Back to the basics: FEED's Values
If you are anything like me, I have intellectually known the importance of values at work and obviously in everyday personal life- and yet, I have had a hard time formalizing them and articulating them. How to boil down something so essential into something as concrete as words and phrases? Over the years, I was encouraged by friends and mentors much wiser and more seasoned that this was a transformative exercise to do as a team.
In fact, the FEED team attempted this value-setting exercise several times over the years, but it wasn't until the dark days of 2020 COVID times that I enlisted the help of my very good friend, Whitney Voute. Whitney had recently received her Masters in Organizational Psychology from Columbia University and I had already had many walks in the woods (literally and figuratively) with her guiding me- so I knew that Team FEED would be in good hands. She and her colleague Kit Krugman signed onto the project and thus started one of my favorite things we did as a team during the remote days of COVID.
I asked Whitney to expand a bit more on the importance of values, and this is what she wrote:
"If you don’t know what your values are you don’t know where your boundaries are. You don’t know how to test whether something is right or true. You don’t know where you are going or why you are going there.
Values are the structure in which we live our lives and do our work, whether they are explicitly stated or implicitly lived. The thing is, when you work with other people, implicit values are harder to find, and sometimes impossible to know. This creates confusion, anxiety and too little structure. A lack of structure can lead to a lack of trust, a lack of connection and missed opportunities for creativity. Making the implicit explicit allows people to thrive. Boundaries and expectations actually make us all more free to explore and take good risks and responsibility.
I have seen the way organizations that have clear, active, deeply lived values function. Their values are referenced in conversations internally and externally. The values are part of the glue that holds people together, they feed trust and resilience because we feel like we are on the same page at a fundamental level. During difficult conversations, during challenging times, and during moments where people feel at a loss, values bring us back to what we know is true. In good times, they give us momentum, they are aspirational, they help us reach and explore and ask more of ourselves and our teams.
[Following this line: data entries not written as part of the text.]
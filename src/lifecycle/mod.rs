//! Lifecycle management subsystem.
//!
//! # Data Flow
//! ```text
//! Enable (startup.rs):
//!     Load config → Probe host → Build override set
//!     → Register listener (listener.rs) → Apply to loaded worlds
//!
//! World load (listener.rs):
//!     Host fires WorldLoadEvent → Apply override set to that world
//!
//! Disable (shutdown.rs):
//!     Unregister listener → Drop override set
//! ```
//!
//! # States
//! ```text
//! Uninitialized ──enable ok──▶ Ready ──disable──▶ Disabled
//!       │                        ▲                   │
//!       └──enable err──▶ Disabled └────enable ok─────┘
//! ```
//!
//! # Design Decisions
//! - Everything runs synchronously on the host's dispatch thread
//! - World loads may repeat for the same world; re-applying is harmless

pub mod listener;
pub mod shutdown;
pub mod startup;

pub use listener::OverrideListener;
pub use startup::{LootOverridePlugin, PluginStatus, StartupError};
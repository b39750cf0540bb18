//! Observability subsystem.
//!
//! # Data Flow
//! ```text
//! config, overrides, lifecycle produce:
//!     → tracing events (structured fields: world, identifier, file, error)
//!     → metrics.rs (counters, gauges)
//!
//! Consumers:
//!     → the host's subscriber and recorder, or logging.rs when standalone
//! ```

pub mod logging;
pub mod metrics;
use backend_client::BackendClient;
use gui::App;
use iced::{Application, Settings};
use leadswipe_core::{AppConfig, CoreError, ErrorReporter, ReviewConfig};

fn main() -> Result<(), CoreError> {
    tracing_subscriber::fmt()
        .with_env_filter("leadswipe=debug,leadswipe_core=debug,backend_client=debug,gui=debug")
        .init();

    tracing::info!("Starting Leadswipe");

    let reporter = ErrorReporter::new("startup");
    let config = AppConfig::load().map_err(|e| {
        reporter.report(&e);
        e
    })?;
    let client = BackendClient::new(&config.backend).map_err(|e| {
        reporter.report(&e);
        e
    })?;
    backend_client::install(client)?;

    let settings = Settings {
        window: iced::window::Settings {
            size: iced::Size::new(900.0, 800.0),
            min_size: Some(iced::Size::new(640.0, 560.0)),
            ..Default::default()
        },
        ..Settings::with_flags(config.review)
    };

    LeadswipeApp::run(settings).map_err(|e| {
        tracing::error!("Application error: {}", e);
        CoreError::Internal {
            message: format!("GUI error: {e}"),
        }
    })
}

struct LeadswipeApp {
    app: App,
}

impl Application for LeadswipeApp {
    type Message = gui::Message;
    type Theme = iced::Theme;
    type Executor = iced::executor::Default;
    type Flags = ReviewConfig;

    fn new(flags: Self::Flags) -> (Self, iced::Command<Self::Message>) {
        tracing::info!("Initializing application");
        let (app, command) = App::new(flags);
        (Self { app }, command)
    }

    fn title(&self) -> String {
        "Leadswipe - Lead Review".to_string()
    }

    fn update(&mut self, message: Self::Message) -> iced::Command<Self::Message> {
        self.app.update(message)
    }

    fn view(&self) -> iced::Element<Self::Message> {
        self.app.view()
    }

    fn subscription(&self) -> iced::Subscription<Self::Message> {
        self.app.subscription()
    }
}
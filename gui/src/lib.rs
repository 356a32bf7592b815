//! Desktop review surface.

pub mod shortcuts;
pub mod tasks;

use iced::widget::{button, column, container, mouse_area, row, scrollable, text, Column, Row, Space};
use iced::{event, keyboard, mouse, Command, Element, Event, Length, Point, Subscription, Theme};
use leadswipe_core::{
    Decision, Lead, Mutation, MutationOutcome, ReviewConfig, ReviewMode, ReviewSession,
    Settlement, SubredditSummary, SwipeDirection, SwipeGesture,
};
use tracing::{debug, info, warn};
use uuid::Uuid;

pub use shortcuts::{shortcut_for, Shortcut};
pub use tasks::Snapshot;

#[derive(Debug, Clone)]
pub enum Message {
    Refresh,
    Loaded(u64, Result<Snapshot, String>),
    Decide(Decision),
    Undo,
    Restore(Uuid),
    ShowMode(ReviewMode),
    FilterBySubreddit(Option<Uuid>),
    Settled(MutationOutcome),
    Shortcut(Shortcut),
    PointerMoved(Point),
    DragStarted,
    DragReleased,
}

pub struct App {
    session: ReviewSession,
    config: ReviewConfig,
    subreddits: Vec<SubredditSummary>,
    loading: bool,
    load_error: Option<String>,
    pointer: Option<Point>,
    gesture: Option<SwipeGesture>,
}

impl App {
    pub fn new(config: ReviewConfig) -> (Self, Command<Message>) {
        let mut app = Self {
            session: ReviewSession::new(config.undo_limit),
            config,
            subreddits: Vec::new(),
            loading: false,
            load_error: None,
            pointer: None,
            gesture: None,
        };
        let command = app.refresh();
        (app, command)
    }

    pub fn session(&self) -> &ReviewSession {
        &self.session
    }

    pub fn update(&mut self, message: Message) -> Command<Message> {
        match message {
            Message::Refresh => self.refresh(),
            Message::Loaded(epoch, Ok(snapshot)) => {
                if self
                    .session
                    .apply_refresh(epoch, snapshot.leads, snapshot.stats)
                {
                    self.subreddits = snapshot.subreddits;
                    self.loading = false;
                    self.load_error = None;
                }
                Command::none()
            }
            Message::Loaded(epoch, Err(message)) => {
                if epoch == self.session.epoch() {
                    self.loading = false;
                    self.load_error = Some(message);
                }
                Command::none()
            }
            Message::Decide(decision) => self.decide(decision),
            Message::Undo => Self::persist(self.session.undo()),
            Message::Restore(lead_id) => Self::persist(self.session.restore(lead_id)),
            Message::ShowMode(mode) => {
                self.session.set_mode(mode);
                self.gesture = None;
                self.refresh()
            }
            Message::FilterBySubreddit(subreddit_id) => {
                self.session.set_subreddit_filter(subreddit_id);
                self.refresh()
            }
            Message::Settled(outcome) => {
                match self.session.settle(&outcome) {
                    Settlement::Confirmed => {
                        debug!("Lead {} persisted", outcome.mutation.lead_id)
                    }
                    Settlement::Diverged => warn!(
                        "Lead {} could not be set to {}; showing local state until refresh",
                        outcome.mutation.lead_id, outcome.mutation.status
                    ),
                    Settlement::Stale => debug!(
                        "Ignoring outcome for lead {} from epoch {}",
                        outcome.mutation.lead_id, outcome.mutation.epoch
                    ),
                }
                Command::none()
            }
            Message::Shortcut(shortcut) => self.shortcut(shortcut),
            Message::PointerMoved(position) => {
                self.pointer = Some(position);
                if let Some(gesture) = self.gesture.as_mut() {
                    gesture.drag_to(position.x, position.y);
                }
                Command::none()
            }
            Message::DragStarted => {
                if !self.session.is_active() {
                    return Command::none();
                }
                if let Some(position) = self.pointer {
                    self.gesture = Some(SwipeGesture::start(
                        position.x,
                        position.y,
                        self.config.swipe_threshold,
                    ));
                }
                Command::none()
            }
            Message::DragReleased => match self.gesture.take() {
                Some(gesture) => match gesture.release().decision() {
                    Some(decision) => self.decide(decision),
                    None => Command::none(),
                },
                None => Command::none(),
            },
        }
    }

    fn refresh(&mut self) -> Command<Message> {
        let epoch = self.session.begin_refresh();
        let status = self.session.mode().status();
        info!("Loading {} leads (epoch {})", status, epoch);
        self.loading = true;
        Command::perform(
            tasks::load_snapshot(status, self.session.subreddit_filter(), self.config.page_size),
            move |result| Message::Loaded(epoch, result),
        )
    }

    fn decide(&mut self, decision: Decision) -> Command<Message> {
        let mutation = match decision {
            Decision::Approved => self.session.advance(SwipeDirection::Right),
            Decision::Rejected => self.session.advance(SwipeDirection::Left),
            Decision::Superliked => self.session.super_like(),
        };
        Self::persist(mutation)
    }

    fn persist(mutation: Option<Mutation>) -> Command<Message> {
        match mutation {
            Some(mutation) => Command::perform(tasks::persist(mutation), Message::Settled),
            None => Command::none(),
        }
    }

    fn shortcut(&mut self, shortcut: Shortcut) -> Command<Message> {
        if shortcut.needs_active_card() && !self.session.is_active() {
            return Command::none();
        }
        match shortcut {
            Shortcut::Reject => self.decide(Decision::Rejected),
            Shortcut::Approve => self.decide(Decision::Approved),
            Shortcut::SuperLike => self.decide(Decision::Superliked),
            Shortcut::Undo => Self::persist(self.session.undo()),
            Shortcut::Refresh => self.refresh(),
        }
    }

    pub fn subscription(&self) -> Subscription<Message> {
        Subscription::batch([
            keyboard::on_key_press(key_message),
            event::listen_with(pointer_message),
        ])
    }

    pub fn view(&self) -> Element<'_, Message, Theme> {
        let content = match self.session.mode() {
            ReviewMode::Queue => self.queue_view(),
            ReviewMode::Decided(decision) => self.decided_view(decision),
        };

        let mut main = column![self.header(), self.mode_tabs(), self.filter_bar()].spacing(15);
        if let Some(error) = &self.load_error {
            main = main.push(text(error).size(14));
        }
        main = main.push(content);

        container(main)
            .width(Length::Fill)
            .height(Length::Fill)
            .padding(20)
            .into()
    }

    fn header(&self) -> Element<'_, Message, Theme> {
        let stats = self.session.stats();
        let mut header = row![
            text("Leadswipe").size(24),
            Space::with_width(Length::Fill),
            text(format!(
                "Pending {} | Approved {} | Rejected {} | Super-liked {} | {} posts in {} subreddits",
                stats.pending,
                stats.approved,
                stats.rejected,
                stats.superliked,
                stats.total_posts,
                stats.total_subreddits
            ))
            .size(14),
        ]
        .spacing(15);

        let unsynced = self.session.diverged_writes();
        if unsynced > 0 {
            header = header.push(text(format!("{} unsynced", unsynced)).size(14));
        }
        let label = if self.loading { "Loading..." } else { "Refresh" };
        header.push(button(label).on_press(Message::Refresh)).into()
    }

    fn mode_tabs(&self) -> Element<'_, Message, Theme> {
        let modes = [
            ("Queue", ReviewMode::Queue),
            ("Approved", ReviewMode::Decided(Decision::Approved)),
            ("Rejected", ReviewMode::Decided(Decision::Rejected)),
            ("Super-liked", ReviewMode::Decided(Decision::Superliked)),
        ];
        let current = self.session.mode();
        modes
            .into_iter()
            .fold(Row::new().spacing(10), |tabs, (label, mode)| {
                let style = if mode == current {
                    iced::theme::Button::Primary
                } else {
                    iced::theme::Button::Secondary
                };
                tabs.push(button(label).style(style).on_press(Message::ShowMode(mode)))
            })
            .into()
    }

    fn filter_bar(&self) -> Element<'_, Message, Theme> {
        let selected = self.session.subreddit_filter();
        let filter_button = |label: String, subreddit_id: Option<Uuid>| {
            let style = if subreddit_id == selected {
                iced::theme::Button::Primary
            } else {
                iced::theme::Button::Text
            };
            button(text(label).size(13))
                .style(style)
                .on_press(Message::FilterBySubreddit(subreddit_id))
        };

        let bar = self.subreddits.iter().fold(
            Row::new()
                .spacing(5)
                .push(filter_button("All".to_string(), None)),
            |bar, summary| {
                bar.push(filter_button(
                    format!("r/{} ({})", summary.subreddit.name, summary.lead_count),
                    Some(summary.subreddit.id),
                ))
            },
        );
        scrollable(bar)
            .direction(scrollable::Direction::Horizontal(
                scrollable::Properties::new(),
            ))
            .into()
    }

    fn queue_view(&self) -> Element<'_, Message, Theme> {
        let Some(lead) = self.session.current() else {
            let mut empty = column![text("No pending leads").size(18)].spacing(10);
            if self.session.undo_depth() > 0 {
                empty = empty.push(
                    button(text(format!("Undo ({})", self.session.undo_depth())))
                        .on_press(Message::Undo),
                );
            }
            return empty.into();
        };

        let (dx, _) = self.gesture.map_or((0.0, 0.0), |g| g.offset());
        let mut card_column = Column::new().spacing(10);
        if let Some(label) = self.gesture.as_ref().and_then(drag_hint_label) {
            card_column = card_column.push(text(label).size(16));
        }
        card_column = card_column.push(lead_card(lead));

        let card = mouse_area(container(card_column).padding(15).width(Length::Fixed(520.0)))
            .on_press(Message::DragStarted);
        let shifted = row![
            Space::with_width(Length::Fixed(dx.max(0.0))),
            card,
            Space::with_width(Length::Fixed((-dx).max(0.0))),
        ];

        let mut undo = button(text(format!("Undo ({})", self.session.undo_depth())));
        if self.session.undo_depth() > 0 {
            undo = undo.on_press(Message::Undo);
        }
        let actions = row![
            button("Reject")
                .style(iced::theme::Button::Destructive)
                .on_press(Message::Decide(Decision::Rejected)),
            button("Super-like").on_press(Message::Decide(Decision::Superliked)),
            button("Approve")
                .style(iced::theme::Button::Positive)
                .on_press(Message::Decide(Decision::Approved)),
            undo,
        ]
        .spacing(10);

        column![
            text(format!(
                "{} of {} queued",
                self.session.cursor() + 1,
                self.session.queue().len()
            ))
            .size(12),
            shifted,
            actions,
            text("Left reject, Right approve, Up super-like, Z undo, R refresh").size(12),
        ]
        .spacing(15)
        .into()
    }

    fn decided_view(&self, decision: Decision) -> Element<'_, Message, Theme> {
        let leads = self.session.decided();
        if leads.is_empty() {
            return text(format!("No {} leads", decision)).size(18).into();
        }

        let list = leads.iter().fold(Column::new().spacing(10), |list, lead| {
            list.push(
                container(
                    row![
                        column![
                            text(&lead.username).size(16),
                            text(format!("{} karma, {} posts", lead.karma, lead.total_posts))
                                .size(12),
                        ]
                        .spacing(4)
                        .width(Length::Fill),
                        button("Restore").on_press(Message::Restore(lead.id)),
                    ]
                    .spacing(10),
                )
                .padding(10),
            )
        });
        scrollable(list).height(Length::Fill).into()
    }
}

/// Pending decision, its strength and the card tilt while dragging.
fn drag_hint_label(gesture: &SwipeGesture) -> Option<String> {
    let (decision, intensity) = gesture.hint()?;
    Some(format!(
        "{} {:.0}%  tilt {:+.0}°",
        decision.to_string().to_uppercase(),
        intensity * 100.0,
        gesture.rotation_degrees()
    ))
}

fn lead_card(lead: &Lead) -> Element<'_, Message, Theme> {
    let mut card = column![
        text(format!("u/{}", lead.username)).size(22),
        text(format!(
            "{} karma | {} posts{}",
            lead.karma,
            lead.total_posts,
            lead.posting_frequency
                .map(|f| format!(" | {:.1} posts/day", f))
                .unwrap_or_default()
        ))
        .size(13),
    ]
    .spacing(8);

    if let Some(created) = lead.account_created_at {
        card = card.push(text(format!("Account since {}", created.format("%Y-%m-%d"))).size(12));
    }
    for url in [&lead.avatar_url, &lead.banner_url].into_iter().flatten() {
        card = card.push(text(url).size(11));
    }
    if let Some(bio) = &lead.bio {
        card = card.push(text(bio).size(14));
    }
    for link in &lead.extracted_links {
        card = card.push(text(link).size(12));
    }

    for post in &lead.posts {
        let mut entry = column![
            text(&post.title).size(15),
            text(format!(
                "{} upvotes | {} comments",
                post.upvotes, post.num_comments
            ))
            .size(11),
        ]
        .spacing(3);
        if let Some(content) = &post.content {
            entry = entry.push(text(content).size(12));
        }
        if let Some(permalink) = &post.permalink {
            entry = entry.push(text(permalink).size(11));
        }
        card = card.push(container(entry).padding(8));
    }

    card.into()
}

fn key_message(key: keyboard::Key, modifiers: keyboard::Modifiers) -> Option<Message> {
    shortcut_for(&key, modifiers).map(Message::Shortcut)
}

fn pointer_message(event: Event, _status: event::Status) -> Option<Message> {
    match event {
        Event::Mouse(mouse::Event::CursorMoved { position }) => {
            Some(Message::PointerMoved(position))
        }
        Event::Mouse(mouse::Event::ButtonReleased(mouse::Button::Left)) => {
            Some(Message::DragReleased)
        }
        _ => None,
    }
}
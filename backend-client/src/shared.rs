//! Process-wide backend client.
//!
//! The first caller of [`shared`] builds the client from configuration;
//! concurrent first callers wait on the same initialization.

use crate::BackendClient;
use leadswipe_core::CoreError;
use tokio::sync::OnceCell;
use tracing::info;

static SHARED_CLIENT: OnceCell<BackendClient> = OnceCell::const_new();

pub async fn shared() -> Result<&'static BackendClient, CoreError> {
    SHARED_CLIENT
        .get_or_try_init(|| async {
            info!("Initializing shared backend client from configuration");
            BackendClient::from_env()
        })
        .await
}

/// Seeds the shared client. Fails if it was already initialized.
pub fn install(client: BackendClient) -> Result<&'static BackendClient, CoreError> {
    SHARED_CLIENT.set(client).map_err(|_| CoreError::Internal {
        message: "shared backend client is already initialized".to_string(),
    })?;
    SHARED_CLIENT.get().ok_or_else(|| CoreError::Internal {
        message: "shared backend client missing after install".to_string(),
    })
}
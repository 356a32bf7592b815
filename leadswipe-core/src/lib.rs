pub mod config;
pub mod error;
pub mod error_utils;
pub mod review;
pub mod swipe;
pub mod types;

pub use config::*;
pub use error::*;
pub use error_utils::*;
pub use review::*;
pub use swipe::*;
pub use types::*;
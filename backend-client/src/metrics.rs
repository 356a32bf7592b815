//! Per-table request accounting for the backend client.

use chrono::{DateTime, Utc};
use reqwest::Method;
use serde::Serialize;
use std::collections::BTreeMap;
use std::sync::Arc;
use std::time::Duration;
use tokio::sync::RwLock;

#[derive(Debug, Clone, Default, Serialize)]
pub struct ApiMetrics {
    pub total_requests: u64,
    pub failed_requests: u64,
    pub total_response_time: Duration,
    pub last_request_at: Option<DateTime<Utc>>,
    pub last_error: Option<String>,
    pub tables: BTreeMap<String, TableMetrics>,
}

impl ApiMetrics {
    pub fn average_response_time(&self) -> Duration {
        average(self.total_response_time, self.total_requests)
    }
}

#[derive(Debug, Clone, Default, Serialize)]
pub struct TableMetrics {
    /// `GET` and `HEAD` requests.
    pub reads: u64,
    /// `POST` and `PATCH` requests.
    pub writes: u64,
    pub failures: u64,
    pub total_response_time: Duration,
    pub slowest: Duration,
}

impl TableMetrics {
    pub fn requests(&self) -> u64 {
        self.reads + self.writes
    }

    pub fn average_response_time(&self) -> Duration {
        average(self.total_response_time, self.requests())
    }

    pub fn failure_rate(&self) -> f64 {
        match self.requests() {
            0 => 0.0,
            n => self.failures as f64 / n as f64,
        }
    }
}

fn average(total: Duration, count: u64) -> Duration {
    match u32::try_from(count) {
        Ok(0) => Duration::ZERO,
        Ok(n) => total / n,
        Err(_) => Duration::from_secs_f64(total.as_secs_f64() / count as f64),
    }
}

/// One finished request. `error` is `None` on success.
#[derive(Debug, Clone)]
pub struct RequestMetrics {
    pub table: String,
    pub method: Method,
    pub status_code: Option<u16>,
    pub response_time: Duration,
    pub error: Option<String>,
}

#[derive(Debug, Clone, Default)]
pub struct MetricsCollector {
    metrics: Arc<RwLock<ApiMetrics>>,
}

impl MetricsCollector {
    pub fn new() -> Self {
        Self::default()
    }

    pub async fn record_request(&self, request: RequestMetrics) {
        let mut metrics = self.metrics.write().await;
        metrics.total_requests += 1;
        metrics.total_response_time += request.response_time;
        metrics.last_request_at = Some(Utc::now());

        let table = metrics.tables.entry(request.table).or_default();
        if request.method == Method::GET || request.method == Method::HEAD {
            table.reads += 1;
        } else {
            table.writes += 1;
        }
        table.total_response_time += request.response_time;
        table.slowest = table.slowest.max(request.response_time);

        if let Some(error) = request.error {
            table.failures += 1;
            metrics.failed_requests += 1;
            metrics.last_error = Some(match request.status_code {
                Some(code) => format!("{} ({})", error, code),
                None => error,
            });
        }
    }

    pub async fn get_metrics(&self) -> ApiMetrics {
        self.metrics.read().await.clone()
    }

    pub async fn get_table_metrics(&self, table: &str) -> Option<TableMetrics> {
        self.metrics.read().await.tables.get(table).cloned()
    }

    pub async fn export_metrics(&self) -> Result<String, serde_json::Error> {
        serde_json::to_string_pretty(&self.get_metrics().await)
    }
}
//! Application configuration.
//!
//! Values come from an optional TOML file and are then overridden by
//! environment variables. A missing file is fine; a missing backend URL or
//! key after both sources have been applied is not.

use crate::error::{ConfigError, CoreError};
use serde::Deserialize;
use std::path::{Path, PathBuf};
use url::Url;

pub const CONFIG_PATH_VAR: &str = "LEADSWIPE_CONFIG";
pub const BACKEND_URL_VAR: &str = "LEADSWIPE_BACKEND_URL";
pub const BACKEND_KEY_VAR: &str = "LEADSWIPE_BACKEND_ANON_KEY";
pub const PAGE_SIZE_VAR: &str = "LEADSWIPE_PAGE_SIZE";
pub const DEFAULT_CONFIG_FILE: &str = "leadswipe.toml";

#[derive(Debug, Clone, PartialEq, Deserialize)]
#[serde(default)]
pub struct BackendConfig {
    pub url: String,
    pub anon_key: String,
    pub request_timeout_secs: u64,
}

impl Default for BackendConfig {
    fn default() -> Self {
        Self {
            url: String::new(),
            anon_key: String::new(),
            request_timeout_secs: 30,
        }
    }
}

#[derive(Debug, Clone, PartialEq, Deserialize)]
#[serde(default)]
pub struct ReviewConfig {
    /// Leads fetched per load.
    pub page_size: u32,
    /// Maximum number of decisions kept for undo.
    pub undo_limit: usize,
    /// Drag distance in logical pixels that commits a swipe.
    pub swipe_threshold: f32,
}

impl Default for ReviewConfig {
    fn default() -> Self {
        Self {
            page_size: 50,
            undo_limit: 50,
            swipe_threshold: 100.0,
        }
    }
}

#[derive(Debug, Clone, Default, PartialEq, Deserialize)]
#[serde(default)]
pub struct AppConfig {
    pub backend: BackendConfig,
    pub review: ReviewConfig,
}

impl AppConfig {
    /// Loads from the file named by `LEADSWIPE_CONFIG` (or `leadswipe.toml`)
    /// and the process environment.
    pub fn load() -> Result<Self, CoreError> {
        let path = std::env::var(CONFIG_PATH_VAR)
            .map(PathBuf::from)
            .unwrap_or_else(|_| PathBuf::from(DEFAULT_CONFIG_FILE));
        Self::load_from(&path, |name| std::env::var(name).ok())
    }

    pub fn load_from<F>(path: &Path, env: F) -> Result<Self, CoreError>
    where
        F: Fn(&str) -> Option<String>,
    {
        let contents = match std::fs::read_to_string(path) {
            Ok(contents) => Some(contents),
            Err(e) if e.kind() == std::io::ErrorKind::NotFound => {
                tracing::debug!("No config file at {}, using defaults", path.display());
                None
            }
            Err(e) => return Err(CoreError::Io(e)),
        };
        Self::from_sources(contents.as_deref(), env)
    }

    pub fn from_sources<F>(file_contents: Option<&str>, env: F) -> Result<Self, CoreError>
    where
        F: Fn(&str) -> Option<String>,
    {
        let mut config: AppConfig = match file_contents {
            Some(contents) => toml::from_str(contents).map_err(ConfigError::from)?,
            None => AppConfig::default(),
        };

        if let Some(url) = env(BACKEND_URL_VAR) {
            config.backend.url = url;
        }
        if let Some(key) = env(BACKEND_KEY_VAR) {
            config.backend.anon_key = key;
        }
        if let Some(page_size) = env(PAGE_SIZE_VAR) {
            config.review.page_size =
                page_size
                    .trim()
                    .parse()
                    .map_err(|_| ConfigError::InvalidValue {
                        field: "review.page_size".to_string(),
                        value: page_size.clone(),
                    })?;
        }

        config.validate()?;
        Ok(config)
    }

    pub fn validate(&self) -> Result<(), ConfigError> {
        if self.backend.url.trim().is_empty() {
            return Err(ConfigError::MissingField {
                field: "backend.url".to_string(),
            });
        }
        let url = Url::parse(&self.backend.url).map_err(|_| ConfigError::InvalidValue {
            field: "backend.url".to_string(),
            value: self.backend.url.clone(),
        })?;
        if !matches!(url.scheme(), "http" | "https") {
            return Err(ConfigError::InvalidValue {
                field: "backend.url".to_string(),
                value: self.backend.url.clone(),
            });
        }
        if self.backend.anon_key.trim().is_empty() {
            return Err(ConfigError::MissingField {
                field: "backend.anon_key".to_string(),
            });
        }
        if self.backend.request_timeout_secs == 0 {
            return Err(ConfigError::ValidationFailed {
                reason: "backend.request_timeout_secs must be at least 1".to_string(),
            });
        }
        if self.review.page_size == 0 {
            return Err(ConfigError::ValidationFailed {
                reason: "review.page_size must be at least 1".to_string(),
            });
        }
        if self.review.undo_limit == 0 {
            return Err(ConfigError::ValidationFailed {
                reason: "review.undo_limit must be at least 1".to_string(),
            });
        }
        if self.review.swipe_threshold.is_nan() || self.review.swipe_threshold <= 0.0 {
            return Err(ConfigError::ValidationFailed {
                reason: "review.swipe_threshold must be positive".to_string(),
            });
        }
        Ok(())
    }
}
Shared values remind us of how we do the work, why we do the work and what it means to be connected to one another and in it together. Being in it together is the whole point of working in a team."
I am honestly amazed when I revisit our FEED Values today that they still ring just as true as they did when we first wrote them five years ago. I am proud to share our FEED Values here:
FEED’s Values
Grounded in humanity
We believe that the world is a better place when we are connected. This requires collaboration across our team, with our partners and with the people we ultimately serve.
This type of true partnership only works when we harness compassion, consideration and trust. It requires kindness and honesty at all times. It requires us to be human and consider the humanity of others.
Bravely optimistic
We believe a better world is possible, yet we know we must be bold to achieve our ambition. We believe that embracing courage as a team will help us dream bigger.
We believe that being brave and optimistic may push the boundaries of our comfort and others, but we believe a better world won't exist without both bravery and optimism.
Curious creators
We believe that in order to change the world we must always be learning and creating. We believe in leaning into our curiosity to solve the problems large and small.
We have a bias for action and take initiative and ownership over our work. We believe in measurable impact, ensuring that our work is relevant and meaningful to our stakeholders.
Driven by purpose
We believe in the importance of our mission and the impact it drives. Our purpose - to create good products that feed the world - motivates and guides us.
We believe that critical to achieving our mission is a commitment to quality and transparency - inside and out.